══ Task inputs

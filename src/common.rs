// Copyright 2026 The Dynagraph Authors. All rights reserved.
// Use of this source code is governed by the Apache License,
// Version 2.0, that can be found in the LICENSE file.

use std::fmt;
use std::{error, result};

#[derive(Copy, Clone, Debug, PartialEq, Eq, Hash)]
pub enum ErrorCode {
    NoError, // will never be produced
    NodeDoesNotExist,
    NodeAlreadyExists,
    LinkDoesNotExist,
    LinkAlreadyExists,
    SelfLoop,
    ParallelLink,
    BadLine,
    BadName,
    ExpectedNumber,
    ExpectedBool,
    BadJson,
    Generic,
}

impl fmt::Display for ErrorCode {
    fn fmt(&self, f: &mut fmt::Formatter) -> fmt::Result {
        use ErrorCode::*;
        let name = match self {
            NoError => "no_error",
            NodeDoesNotExist => "node_does_not_exist",
            NodeAlreadyExists => "node_already_exists",
            LinkDoesNotExist => "link_does_not_exist",
            LinkAlreadyExists => "link_already_exists",
            SelfLoop => "self_loop",
            ParallelLink => "parallel_link",
            BadLine => "bad_line",
            BadName => "bad_name",
            ExpectedNumber => "expected_number",
            ExpectedBool => "expected_bool",
            BadJson => "bad_json",
            Generic => "generic",
        };

        write!(f, "{name}")
    }
}

#[derive(Copy, Clone, Debug, PartialEq, Eq)]
pub enum ErrorKind {
    Structure,
    Parse,
}

#[derive(Debug, Clone, PartialEq, Eq)]
pub struct Error {
    pub kind: ErrorKind,
    pub code: ErrorCode,
    pub details: Option<String>,
}

impl Error {
    pub fn new(kind: ErrorKind, code: ErrorCode, details: Option<String>) -> Self {
        Error {
            kind,
            code,
            details,
        }
    }

    pub fn get_details(&self) -> Option<String> {
        self.details.clone()
    }
}

impl fmt::Display for Error {
    fn fmt(&self, f: &mut fmt::Formatter) -> fmt::Result {
        let kind = match self.kind {
            ErrorKind::Structure => "StructureError",
            ErrorKind::Parse => "ParseError",
        };
        match self.details {
            Some(ref details) => write!(f, "{}{{{}: {}}}", kind, self.code, details),
            None => write!(f, "{}{{{}}}", kind, self.code),
        }
    }
}

impl error::Error for Error {}

pub type Result<T> = result::Result<T, Error>;

#[macro_export]
macro_rules! structure_err {
    ($code:tt, $str:expr) => {{
        use $crate::common::{Error, ErrorCode, ErrorKind};
        Err(Error::new(
            ErrorKind::Structure,
            ErrorCode::$code,
            Some($str),
        ))
    }};
    ($code:tt) => {{
        use $crate::common::{Error, ErrorCode, ErrorKind};
        Err(Error::new(ErrorKind::Structure, ErrorCode::$code, None))
    }};
}

#[macro_export]
macro_rules! parse_err {
    ($code:tt, $str:expr) => {{
        use $crate::common::{Error, ErrorCode, ErrorKind};
        Err(Error::new(ErrorKind::Parse, ErrorCode::$code, Some($str)))
    }};
    ($code:tt) => {{
        use $crate::common::{Error, ErrorCode, ErrorKind};
        Err(Error::new(ErrorKind::Parse, ErrorCode::$code, None))
    }};
}

#[cfg(test)]
mod tests {
    use super::*;

    #[test]
    fn test_error_display() {
        let err = Error::new(
            ErrorKind::Structure,
            ErrorCode::NodeDoesNotExist,
            Some("node 'A'".to_string()),
        );
        assert_eq!(format!("{err}"), "StructureError{node_does_not_exist: node 'A'}");

        let err = Error::new(ErrorKind::Parse, ErrorCode::BadLine, None);
        assert_eq!(format!("{err}"), "ParseError{bad_line}");
    }

    #[test]
    fn test_err_macros() {
        let r: Result<()> = structure_err!(SelfLoop, "link 'a'".to_string());
        let err = r.unwrap_err();
        assert_eq!(err.kind, ErrorKind::Structure);
        assert_eq!(err.code, ErrorCode::SelfLoop);
        assert_eq!(err.get_details(), Some("link 'a'".to_string()));

        let r: Result<()> = parse_err!(ExpectedNumber);
        let err = r.unwrap_err();
        assert_eq!(err.kind, ErrorKind::Parse);
        assert!(err.get_details().is_none());
    }
}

════

Exercise ->
Each of the records should be written out again, exactly as it reads.

Answer for this exercise ->
filename src/common.rs
// Copyright 2026 The Dynagraph Authors. All rights reserved.
// Use of this source code is governed by the Apache License,
// Version 2.0, that can be found in the LICENSE file.

use std::fmt;
use std::{error, result};

#[derive(Copy, Clone, Debug, PartialEq, Eq, Hash)]
pub enum ErrorCode {
    NoError, // will never be produced
    NodeDoesNotExist,
    NodeAlreadyExists,
    LinkDoesNotExist,
    LinkAlreadyExists,
    SelfLoop,
    ParallelLink,
    BadLine,
    BadName,
    ExpectedNumber,
    ExpectedBool,
    BadJson,
    Generic,
}

impl fmt::Display for ErrorCode {
    fn fmt(&self, f: &mut fmt::Formatter) -> fmt::Result {
        use ErrorCode::*;
        let name = match self {
            NoError => "no_error",
            NodeDoesNotExist => "node_does_not_exist",
            NodeAlreadyExists => "node_already_exists",
            LinkDoesNotExist => "link_does_not_exist",
            LinkAlreadyExists => "link_already_exists",
            SelfLoop => "self_loop",
            ParallelLink => "parallel_link",
            BadLine => "bad_line",
            BadName => "bad_name",
            ExpectedNumber => "expected_number",
            ExpectedBool => "expected_bool",
            BadJson => "bad_json",
            Generic => "generic",
        };

        write!(f, "{name}")
    }
}

#[derive(Copy, Clone, Debug, PartialEq, Eq)]
pub enum ErrorKind {
    Structure,
    Parse,
}

#[derive(Debug, Clone, PartialEq, Eq)]
pub struct Error {
    pub kind: ErrorKind,
    pub code: ErrorCode,
    pub details: Option<String>,
}

impl Error {
    pub fn new(kind: ErrorKind, code: ErrorCode, details: Option<String>) -> Self {
        Error {
            kind,
            code,
            details,
        }
    }

    pub fn get_details(&self) -> Option<String> {
        self.details.clone()
    }
}

impl fmt::Display for Error {
    fn fmt(&self, f: &mut fmt::Formatter) -> fmt::Result {
        let kind = match self.kind {
            ErrorKind::Structure => "StructureError",
            ErrorKind::Parse => "ParseError",
        };
        match self.details {
            Some(ref details) => write!(f, "{}{{{}: {}}}", kind, self.code, details),
            None => write!(f, "{}{{{}}}", kind, self.code),
        }
    }
}

impl error::Error for Error {}

pub type Result<T> = result::Result<T, Error>;

#[macro_export]
macro_rules! structure_err {
    ($code:tt, $str:expr) => {{
        use $crate::common::{Error, ErrorCode, ErrorKind};
        Err(Error::new(
            ErrorKind::Structure,
            ErrorCode::$code,
            Some($str),
        ))
    }};
    ($code:tt) => {{
        use $crate::common::{Error, ErrorCode, ErrorKind};
        Err(Error::new(ErrorKind::Structure, ErrorCode::$code, None))
    }};
}

#[macro_export]
macro_rules! parse_err {
    ($code:tt, $str:expr) => {{
        use $crate::common::{Error, ErrorCode, ErrorKind};
        Err(Error::new(ErrorKind::Parse, ErrorCode::$code, Some($str)))
    }};
    ($code:tt) => {{
        use $crate::common::{Error, ErrorCode, ErrorKind};
        Err(Error::new(ErrorKind::Parse, ErrorCode::$code, None))
    }};
}

#[cfg(test)]
mod tests {
    use super::*;

    #[test]
    fn test_error_display() {
        let err = Error::new(
            ErrorKind::Structure,
            ErrorCode::NodeDoesNotExist,
            Some("node 'A'".to_string()),
        );
        assert_eq!(format!("{err}"), "StructureError{node_does_not_exist: node 'A'}");

        let err = Error::new(ErrorKind::Parse, ErrorCode::BadLine, None);
        assert_eq!(format!("{err}"), "ParseError{bad_line}");
    }

    #[test]
    fn test_err_macros() {
        let r: Result<()> = structure_err!(SelfLoop, "link 'a'".to_string());
        let err = r.unwrap_err();
        assert_eq!(err.kind, ErrorKind::Structure);
        assert_eq!(err.code, ErrorCode::SelfLoop);
        assert_eq!(err.get_details(), Some("link 'a'".to_string()));

        let r: Result<()> = parse_err!(ExpectedNumber);
        let err = r.unwrap_err();
        assert_eq!(err.kind, ErrorKind::Parse);
        assert!(err.get_details().is_none());
    }
}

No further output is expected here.